Mi rendo disponibile per accompagnare i canti di Natale con la acustica. La sera delle prove incontro gli altri del gruppo, sono simpatici: suoniamo tre brani, scherziamo un po’, accenniamo ai Foo Fighters, io butto lì qualche veloce frase country-rock.
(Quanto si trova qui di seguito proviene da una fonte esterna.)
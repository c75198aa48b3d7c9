use serde::{Deserialize, Serialize};

/// Thresholds used by the simple checks
#[derive(Debug, Clone, PartialEq, Serialize, Deserialize)]
#[serde(default)]
pub struct RuleSettings {
    /// Activity timeout the service applies when none is chosen
    pub default_timeout: String,
    /// Service maximum for parallel ForEach batches
    pub foreach_batch_max: u64,
    /// Linked service property name fragments that hold credentials
    pub sensitive_keywords: Vec<String>,
}

impl Default for RuleSettings {
    fn default() -> Self {
        Self {
            default_timeout: "7.00:00:00".to_string(),
            foreach_batch_max: 50,
            sensitive_keywords: vec![
                "key".to_string(),
                "secret".to_string(),
                "password".to_string(),
                "token".to_string(),
            ],
        }
    }
}

impl RuleSettings {
    pub fn is_sensitive_property(&self, name: &str) -> bool {
        let lowered = name.to_lowercase();
        self.sensitive_keywords
            .iter()
            .any(|keyword| lowered.contains(&keyword.to_lowercase()))
    }
}
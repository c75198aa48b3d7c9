//! Activity parsing for pipeline bodies.
//!
//! Problems inside an activity never fail the document; they are returned as notes
//! and attached to the owning pipeline.

use serde_json::Value;

use crate::model::{Activity, ActivityBranch, DependencyCondition, Outcome, OutcomeSet};

/// `typeProperties` keys holding a nested activity list
const BRANCH_KEYS: [&str; 4] = ["activities", "ifTrueActivities", "ifFalseActivities", "defaultActivities"];

/// Parse an `activities` array. Entries without a name are dropped with a note.
pub fn parse_activities(value: &Value, scope: &str, notes: &mut Vec<String>) -> Vec<Activity> {
    let Some(entries) = value.as_array() else {
        notes.push(format!("{} is not a list of activities", describe_scope(scope)));
        return Vec::new();
    };

    entries
        .iter()
        .enumerate()
        .filter_map(|(index, entry)| parse_activity(entry, index, scope, notes))
        .collect()
}

fn parse_activity(entry: &Value, index: usize, scope: &str, notes: &mut Vec<String>) -> Option<Activity> {
    let Some(name) = entry.get("name").and_then(Value::as_str).filter(|n| !n.is_empty()) else {
        notes.push(format!("activity #{} in {} has no name", index, describe_scope(scope)));
        return None;
    };

    let activity_type = match entry.get("type").and_then(Value::as_str) {
        Some(t) => t.to_string(),
        None => {
            notes.push(format!("activity '{}' has no type", name));
            String::new()
        }
    };

    let mut activity = Activity::new(name, activity_type);
    activity.description = non_empty_str(entry.get("description"));

    if let Some(policy) = entry.get("policy").filter(|p| p.is_object()) {
        activity.has_policy = true;
        activity.timeout = non_empty_str(policy.get("timeout"));
    }

    if let Some(type_properties) = entry.get("typeProperties") {
        activity.type_properties = type_properties.clone();
    }

    if let Some(depends_on) = entry.get("dependsOn") {
        activity.depends_on = parse_conditions(name, depends_on, notes);
    }

    activity.branches = parse_branches(name, &activity.type_properties, notes);
    Some(activity)
}

fn parse_conditions(owner: &str, value: &Value, notes: &mut Vec<String>) -> Vec<DependencyCondition> {
    let Some(entries) = value.as_array() else {
        notes.push(format!("activity '{}' has a dependsOn that is not a list", owner));
        return Vec::new();
    };

    let mut conditions = Vec::new();
    for entry in entries {
        let Some(source) = entry.get("activity").and_then(Value::as_str) else {
            notes.push(format!("activity '{}' has a dependency without an activity name", owner));
            continue;
        };

        let mut outcomes = OutcomeSet::EMPTY;
        for raw in entry
            .get("dependencyConditions")
            .and_then(Value::as_array)
            .into_iter()
            .flatten()
            .filter_map(Value::as_str)
        {
            match Outcome::parse(raw) {
                Some(outcome) => outcomes = outcomes.union(OutcomeSet::of(outcome)),
                None => notes.push(format!(
                    "activity '{}' depends on '{}' with unknown condition '{}'",
                    owner, source, raw
                )),
            }
        }

        if outcomes.is_empty() {
            notes.push(format!(
                "activity '{}' depends on '{}' without any dependency condition",
                owner, source
            ));
            continue;
        }

        conditions.push(DependencyCondition {
            activity: source.to_string(),
            outcomes,
        });
    }
    conditions
}

fn parse_branches(owner: &str, type_properties: &Value, notes: &mut Vec<String>) -> Vec<ActivityBranch> {
    let mut branches = Vec::new();

    for key in BRANCH_KEYS {
        if let Some(list) = type_properties.get(key) {
            let label = format!("{}/{}", owner, key);
            let activities = parse_activities(list, &label, notes);
            branches.push(ActivityBranch { label, activities });
        }
    }

    if let Some(cases) = type_properties.get("cases").and_then(Value::as_array) {
        for case in cases {
            let value = case
                .get("value")
                .map(|v| v.as_str().map(str::to_string).unwrap_or_else(|| v.to_string()))
                .unwrap_or_default();
            let label = format!("{}/cases[{}]", owner, value);
            let activities = case
                .get("activities")
                .map(|list| parse_activities(list, &label, notes))
                .unwrap_or_default();
            branches.push(ActivityBranch { label, activities });
        }
    }

    branches
}

/// A string field, with empty or whitespace-only values treated as absent
pub(crate) fn non_empty_str(value: Option<&Value>) -> Option<String> {
    value
        .and_then(Value::as_str)
        .map(str::trim)
        .filter(|s| !s.is_empty())
        .map(str::to_string)
}

fn describe_scope(scope: &str) -> String {
    if scope.is_empty() {
        "pipeline".to_string()
    } else {
        format!("'{}'", scope)
    }
}
use adflint::report::{self, OutputFormat, Summary};
use adflint::{RuleEngine, lint_resources, load_template};
use clap::Parser;
use colored::*;
use eyre::{Context, Result};
use log::info;
use std::fs;
use std::path::{Path, PathBuf};

mod cli;
mod config;

use cli::Cli;
use cli::commands::Commands;
use config::Config;

fn setup_logging(level: Option<&str>) -> Result<()> {
    // Create log directory
    let log_dir = dirs::data_local_dir()
        .unwrap_or_else(|| PathBuf::from("."))
        .join("adflint")
        .join("logs");

    fs::create_dir_all(&log_dir).context("Failed to create log directory")?;

    let log_file = log_dir.join("adflint.log");

    // Setup env_logger with file output
    let target = Box::new(
        fs::OpenOptions::new()
            .create(true)
            .append(true)
            .open(&log_file)
            .context("Failed to open log file")?,
    );

    // RUST_LOG wins over the configured level
    let env = env_logger::Env::default().default_filter_or(level.unwrap_or("info"));
    env_logger::Builder::from_env(env)
        .target(env_logger::Target::Pipe(target))
        .init();

    info!("Logging initialized, writing to: {}", log_file.display());
    Ok(())
}

fn build_engine(config: &Config, checks: &[String]) -> Result<RuleEngine> {
    let engine = RuleEngine::with_defaults(config.rules.clone());
    if checks.is_empty() {
        Ok(engine.disable(&config.checks.disabled))
    } else {
        // Explicitly requested checks run even when disabled in config
        Ok(engine.select(checks)?)
    }
}

fn run_application(cli: &Cli, config: &Config) -> Result<i32> {
    info!("Starting application");

    match &cli.command {
        Commands::Lint {
            template,
            checks,
            format,
            no_assert,
        } => handle_lint_command(template, checks, *format, !*no_assert, cli.is_verbose(), config),
        Commands::ListChecks => handle_list_checks_command(cli.is_verbose(), config),
    }
}

fn handle_lint_command(
    template: &Path,
    checks: &[String],
    format: OutputFormat,
    assert: bool,
    verbose: bool,
    config: &Config,
) -> Result<i32> {
    info!("Linting template: {}", template.display());
    let engine = build_engine(config, checks).context("Failed to select checks")?;

    let resources =
        load_template(template).context(format!("Failed to load template {}", template.display()))?;
    if verbose && format == OutputFormat::Table {
        for (kind, count) in resources.count_by_kind() {
            println!("{} {}", format!("{}:", kind).cyan(), count);
        }
        println!();
    }

    let findings = lint_resources(&resources, &engine);
    let summary = Summary::new(&findings, &engine);

    match format {
        OutputFormat::Table => print!("{}", report::render_table(&findings, &summary, verbose)),
        OutputFormat::Json => println!(
            "{}",
            report::render_json(&findings, &summary).context("Failed to render report")?
        ),
    }

    Ok(report::exit_code(&findings, assert))
}

fn handle_list_checks_command(verbose: bool, config: &Config) -> Result<i32> {
    info!("Listing checks");
    let engine = RuleEngine::with_defaults(config.rules.clone());

    for rule in engine.rules() {
        let disabled = config.checks.disabled.iter().any(|id| id == rule.id());
        let id = if disabled {
            rule.id().dimmed()
        } else {
            rule.id().green()
        };
        if verbose {
            println!("{:<40} {:<8} {}", id, rule.severity().to_string(), rule.description());
        } else {
            println!("{}", id);
        }
    }
    Ok(0)
}

fn main() -> Result<()> {
    // Parse CLI arguments
    let cli = Cli::parse();

    // Load configuration
    let config = Config::load(cli.config.as_ref()).context("Failed to load configuration")?;

    // Setup logging once the configured level is known
    setup_logging(config.log_level.as_deref()).context("Failed to setup logging")?;

    info!("Starting with config from: {:?}", cli.config);

    // Run the main application logic
    let code = run_application(&cli, &config).context("Application failed")?;
    if code != 0 {
        std::process::exit(code);
    }

    Ok(())
}
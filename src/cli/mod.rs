//! CLI module for adflint - command-line interface and subcommands.
//!
//! Provides the main entry point with subcommands for linting a template
//! and listing the available checks.

pub mod commands;

pub use commands::Cli;
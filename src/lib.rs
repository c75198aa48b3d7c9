//! adflint - A governance linter for exported Azure Data Factory templates
//!
//! The template is parsed into a typed resource model, references between resources
//! are resolved into a graph, and a registry of independent checks runs over every
//! resource and activity. Checks report findings instead of failing the run.

pub mod error;
pub mod finding;
pub mod graph;
pub mod loader;
pub mod model;
pub mod parser;
pub mod report;
pub mod rules;

pub use error::{LintError, Result};
pub use finding::{Component, Finding, FindingCollector, Severity};
pub use loader::{lint_document, lint_resources, load_template};
pub use rules::{RuleEngine, RuleSettings};
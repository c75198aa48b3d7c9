//! Reading exported templates from disk and running the full lint pass.

use std::fs;
use std::path::Path;

use log::{debug, info, warn};
use serde_json::Value;

use crate::error::Result;
use crate::finding::Finding;
use crate::graph::ReferenceGraph;
use crate::model::ResourceSet;
use crate::parser::parse_document;
use crate::rules::RuleEngine;

/// Read and parse an exported ARM template
pub fn load_template<P: AsRef<Path>>(path: P) -> Result<ResourceSet> {
    let path = path.as_ref();
    debug!("Reading template from {}", path.display());

    let content = fs::read_to_string(path)?;
    let document: Value = serde_json::from_str(&content)?;
    let resources = parse_document(&document)?;

    info!("Loaded {} resources from {}", resources.len(), path.display());
    Ok(resources)
}

/// Build the reference graph and run every rule in `engine`
pub fn lint_resources(resources: &ResourceSet, engine: &RuleEngine) -> Vec<Finding> {
    let graph = ReferenceGraph::build(resources);
    debug!("Reference graph has {} edges", graph.edge_count());
    for missing in graph.all_missing() {
        warn!("{} references undeclared {}", missing.from, missing.to);
    }
    engine.run_all(resources, &graph)
}

/// Parse an already decoded document and lint it
pub fn lint_document(document: &Value, engine: &RuleEngine) -> Result<Vec<Finding>> {
    let resources = parse_document(document)?;
    Ok(lint_resources(&resources, engine))
}

#[cfg(test)]
mod tests {
    use super::*;
    use crate::error::LintError;
    use crate::rules::RuleSettings;
    use serde_json::json;
    use std::io::Write;
    use tempfile::NamedTempFile;

    fn write_template(content: &str) -> NamedTempFile {
        let mut file = NamedTempFile::new().unwrap();
        file.write_all(content.as_bytes()).unwrap();
        file
    }

    #[test]
    fn test_load_template_reads_resources() {
        let file = write_template(
            &json!({
                "resources": [
                    {
                        "name": "[concat(parameters('factoryName'), '/PL_Load')]",
                        "type": "Microsoft.DataFactory/factories/pipelines",
                        "properties": { "activities": [] }
                    }
                ]
            })
            .to_string(),
        );

        let resources = load_template(file.path()).unwrap();
        assert_eq!(resources.len(), 1);
    }

    #[test]
    fn test_load_template_missing_file() {
        let result = load_template("/definitely/not/here.json");
        assert!(matches!(result, Err(LintError::Io(_))));
    }

    #[test]
    fn test_load_template_invalid_json() {
        let file = write_template("{ not json");
        assert!(matches!(load_template(file.path()), Err(LintError::Json(_))));
    }

    #[test]
    fn test_load_template_without_resources() {
        let file = write_template(r#"{"parameters": {}}"#);
        assert!(matches!(
            load_template(file.path()),
            Err(LintError::MalformedDocument(_))
        ));
    }

    #[test]
    fn test_lint_document_empty_template_has_no_findings() {
        let engine = RuleEngine::with_defaults(RuleSettings::default());
        let findings = lint_document(&json!({ "resources": [] }), &engine).unwrap();
        assert!(findings.is_empty());
    }

    #[test]
    fn test_lint_document_reports_undeclared_reference() {
        let engine = RuleEngine::with_defaults(RuleSettings::default())
            .select(&["dangling-reference".to_string()])
            .unwrap();
        let document = json!({
            "resources": [{
                "name": "[concat(parameters('factoryName'), '/DS_Sales')]",
                "type": "Microsoft.DataFactory/factories/datasets",
                "properties": {
                    "linkedServiceName": { "referenceName": "LS_Gone", "type": "LinkedServiceReference" }
                }
            }]
        });

        let findings = lint_document(&document, &engine).unwrap();
        assert_eq!(findings.len(), 1);
        assert_eq!(findings[0].resource, "DS_Sales");
        assert!(findings[0].message.contains("LS_Gone"));
    }
}
//! Typed resource model for exported data factory templates.

pub mod activity;
pub mod resource;

pub use activity::{Activity, ActivityBranch, ActivityScope, DependencyCondition, Outcome, OutcomeSet};
pub use resource::{Resource, ResourceId, ResourceKind, ResourceSet};
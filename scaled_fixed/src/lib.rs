//! # scaled_fixed
//!
//! Binary fixed-point numbers whose representation and scale are chosen at
//! compile time.
//!
//! ## Features
//!
//! - `FixedPoint<R, E>`: a built-in integer `R` scaled by `2^E`, with `E` a
//!   `typenum` integer
//! - Digit-count constructors `MakeFixed<I, F>` / `MakeUfixed<I, F>` that
//!   pick the narrowest integer holding the requested digits
//! - Arithmetic between any two formats, with the result type computed by
//!   promotion rules instead of losing bits silently
//! - Mixed arithmetic with native integers and floats
//! - Zero-copy casts through `bytemuck`
//! - `no_std` when the default `std` feature is disabled
//!
//! ## Examples
//!
//! ```
//! use scaled_fixed::{FixedPoint, MakeFixed, MakeUfixed};
//! use scaled_fixed::typenum::{N3, N4, U0, U4, U5, U3, U7};
//!
//! let x = MakeUfixed::<U4, U4>::from_f64(15.9375);
//! assert_eq!(x, 15.9375);
//!
//! // Mixed exponents align to the finer one; the width grows to fit.
//! let sum: FixedPoint<u16, N4> = FixedPoint::<u8, N3>::from_int(8) + FixedPoint::<u8, N4>::from_int(3);
//! assert_eq!(sum, 11);
//!
//! // Native integers act as exponent-0 fixed-point values.
//! let y = MakeUfixed::<U5, U3>::from_int(8) + 3;
//! assert_eq!(y, 11);
//!
//! // Floats take over: the result is a float.
//! let z: f32 = MakeUfixed::<U5, U3>::from_int(8) + 3.0f32;
//! assert_eq!(z, 11.0);
//!
//! // Division truncates.
//! let q = MakeFixed::<U7, U0>::from_int(15) / MakeFixed::<U7, U0>::from_int(2);
//! assert_eq!(q, 7);
//! ```
//!
//! ## Panics
//!
//! Arithmetic wraps instead of failing, with two exceptions that mirror the
//! native integers: `/` panics on a zero divisor and
//! [`sqrt`](FixedPoint::sqrt) panics on a negative value. Use
//! [`checked_div`](FixedPoint::checked_div) and
//! [`checked_sqrt`](FixedPoint::checked_sqrt) to get a
//! [`FixedPointError`] instead.

#![cfg_attr(not(feature = "std"), no_std)]

mod cmp;
mod convert;
pub mod error;
pub mod fixed_point;
pub mod float;
pub mod make;
mod ops;
pub mod promotion;
pub mod rep;
pub mod scalar_formats;

pub use error::FixedPointError;
pub use fixed_point::{FixedPoint, Scaled};
pub use float::Floating;
pub use make::{MakeFixed, MakeUfixed};
pub use promotion::{Format, Operation, ProductOf, QuotientOf, SumOf};
pub use rep::{Rep, RepKind};
pub use typenum;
La sera dell’esibizione mia moglie è a un congresso, quindi io, da solo e con la chitarra sulle spalle, devo tenere in braccio nostro figlio che vorrebbe andare a casa perché è già stanco, devo cambiarlo, devo tenerlo fermo mentre ci sediamo a terra in attesa che tutto inizi e devo pure dargli un omogeneizzato, visto che sarebbe orario di cena; già che c’è, lui fa pure la cacca nel pannolino. Nel frattempo gli altri due chitarristi prendono posto, sistemano gli spartiti, accordano gli strumenti. Fischia un microfono, discorso della direttrice mentre i bimbi corrono e strillano e piangono. Preghiera collettiva che lascia mio figlio a bocca aperta (con noi non è abituato). Passo mio figlio a un’educatrice, prendo posto tra gli altri due musicisti e perdo tempo ad accordare. Noi suoniamo, una voce canta al microfono, i bimbi corrono e ci guardano con quello sguardo tipo “WTF?” Io cerco lo sguardo di mio figlio ma non lo trovo, sommerso com’è tra il resto del pubblico. Ci tagliano un brano (pare qualcuno abbia detto “L’é longa ancora?” o qualcosa del genere). Io riprendo mio figlio, l’educatrice mi assicura che lui mi ha visto e indicato dicendo “Papà”; di sicuro lei mente ma siamo contenti. Tutti si alzano e fanno festa offrendo ai bambini cioccolata calda che quella notte li farà addormentare con difficoltà. Io riprendo bimbo, giubbotti e chitarra e torno a casa.

Prossimo anno voglio suonare “Highway to hell”.